Syafwa Himmatul Ulya

 

Masa depan bukan tempat yang jauh,
Dia tumbuh di ujung keputusan hari ini.
Di antara ragu yang kau tahan,
Dan langkah kecil yang kau berani jalani.

Mungkin sekarang jalannya kabur,
Gelap, berantakan, penuh tanya.
Tapi ingat, fajar pun dulu malam,
Sebelum dia memilih untuk menyala.

Jadi jangan takut salah arah,
Kaki yang tersandung pun tetap berjalan.
Sebab masa depan yang kau tunggu,
Sedang dibentuk oleh dirimu yang sekarang.

 

Ulasan

Puisi “Surat Untuk Esok” karya Syafwa Himmatul Ulya menghadirkan pesan motivasi yang hangat dan penuh harapan tentang perjalanan menuju masa depan. Melalui pilihan kata yang sederhana namun menyentuh, puisi ini mengajak pembaca untuk memahami bahwa masa depan tidak hadir secara tiba-tiba, melainkan dibentuk dari keberanian mengambil langkah hari ini.

Nuansa optimisme terasa kuat pada bait-baitnya, terutama saat penyair menggambarkan bahwa “fajar pun dulu malam,” sebuah perumpamaan indah yang menegaskan bahwa setiap keberhasilan selalu melewati proses dan kegelapan terlebih dahulu. Puisi ini juga memberi semangat agar tidak takut gagal atau tersesat, karena setiap langkah dan perjuangan akan menjadi bagian penting dalam membangun diri di masa depan.

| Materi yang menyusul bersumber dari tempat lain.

//! Fingerprint-gated full-graph cache — the alternative design.
//!
//! Instead of persistent incremental nodes, this model recomputes the
//! entire graph whenever the source records change and serves the last
//! result from a single-slot cache keyed by the content fingerprint.
//! Simpler mental model, O(total²) oracle cost on every source change;
//! suited to low-churn deployments. It is an alternative to the
//! incremental [`GraphService`](crate::builder::GraphService), never a
//! complement — the two are not wired to the same store.

use tokio::sync::Mutex;
use tracing::{debug, info, warn};
use trailgraph_core::error::Result;
use trailgraph_core::fingerprint::{fingerprint, Fingerprint};
use trailgraph_core::types::{GraphSnapshot, NodeKind};
use trailgraph_oracle::{Candidate, RelationshipOracle};

use crate::builder::{admit_proposals, assemble_cluster, candidate_map, AdmissionMode};
use crate::source::SourceRepository;

/// Single-slot cache: at most one graph exists at a time, keyed by the
/// fingerprint that produced it.
#[derive(Debug, Default)]
pub struct GraphCache {
    slot: Option<(Fingerprint, GraphSnapshot)>,
}

impl GraphCache {
    pub fn new() -> Self {
        Self::default()
    }

    /// The cached graph, if it was produced from this fingerprint.
    pub fn get(&self, fingerprint: &Fingerprint) -> Option<&GraphSnapshot> {
        match &self.slot {
            Some((key, graph)) if key == fingerprint => Some(graph),
            _ => None,
        }
    }

    /// Replace the cached graph, evicting any prior entry unconditionally.
    pub fn put(&mut self, fingerprint: Fingerprint, graph: GraphSnapshot) {
        self.slot = Some((fingerprint, graph));
    }

    pub fn is_empty(&self) -> bool {
        self.slot.is_none()
    }

    pub fn clear(&mut self) {
        self.slot = None;
    }
}

/// Recompute-everything graph service gated by the content fingerprint.
pub struct CachedGraphService<O, R> {
    oracle: O,
    sources: R,
    cache: Mutex<GraphCache>,
}

impl<O, R> CachedGraphService<O, R>
where
    O: RelationshipOracle,
    R: SourceRepository,
{
    pub fn new(oracle: O, sources: R) -> Self {
        Self {
            oracle,
            sources,
            cache: Mutex::new(GraphCache::new()),
        }
    }

    /// The current graph.
    ///
    /// Computes the fingerprint over current source records; on a hit
    /// the cached graph is returned verbatim with no oracle call, on a
    /// miss the whole graph is recomputed and cached under the new
    /// fingerprint.
    pub async fn graph(&self) -> Result<GraphSnapshot> {
        let records = self.sources.records().await?;
        let key = fingerprint(&records);

        let mut cache = self.cache.lock().await;
        if let Some(graph) = cache.get(&key) {
            debug!(%key, "graph cache hit");
            return Ok(graph.clone());
        }

        info!(%key, "graph cache miss, recomputing entire graph");
        let (graph, complete) = self.recompute().await?;
        // A structure-only result is not pinned into the cache: the next
        // read retries relationship analysis.
        if complete {
            cache.put(key, graph.clone());
        }
        Ok(graph)
    }

    async fn recompute(&self) -> Result<(GraphSnapshot, bool)> {
        let topics = self.sources.topics().await?;

        let mut snapshot = GraphSnapshot::default();
        for (group, topic) in topics.iter().enumerate() {
            let items = self.sources.items_for(topic.id).await?;
            let (nodes, edges) = assemble_cluster(topic, &items, group as u32);
            snapshot.nodes.extend(nodes);
            snapshot.edges.extend(edges);
        }

        let candidates: Vec<Candidate> = snapshot
            .nodes
            .iter()
            .filter(|n| n.kind == NodeKind::Item)
            .map(Candidate::from)
            .collect();

        if candidates.len() < 2 {
            return Ok((snapshot, true));
        }

        match self.oracle.propose_all(&candidates).await {
            Ok(proposals) => {
                let map = candidate_map(&candidates);
                let admitted =
                    admit_proposals(proposals, &AdmissionMode::AllPairs { candidates: &map });
                snapshot.edges.extend(admitted.edges);
                Ok((snapshot, true))
            }
            Err(e) => {
                warn!(
                    oracle = self.oracle.name(),
                    error = %e,
                    "oracle unavailable, serving structure-only graph uncached"
                );
                Ok((snapshot, false))
            }
        }
    }
}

Secara keseluruhan, puisi ini inspiratif, reflektif, dan cocok menjadi pengingat bagi generasi muda untuk tetap percaya diri, berani melangkah, dan tidak menyerah dalam menghadapi ketidakpastian hidup.

Nyalanesia bekerja sama dengan ribuan guru dan kepala sekolah di seluruh Indonesia untuk bersama-sama membangun jembatan literasi agar setiap anak punya kesempatan untuk mewujudkan mimpi.

Pendidikan adalah alat untuk melawan kemiskinan dan penindasan. Ia juga jembatan lapang untuk menuju rahmat Tuhan dan kebahagiaan.

Mendidik adalah memimpin,
berkarya adalah bernyawa.

Nyalanesia bekerja sama dengan ribuan guru dan kepala sekolah di seluruh Indonesia untuk bersama-sama membangun jembatan literasi agar setiap anak punya kesempatan untuk mewujudkan mimpi.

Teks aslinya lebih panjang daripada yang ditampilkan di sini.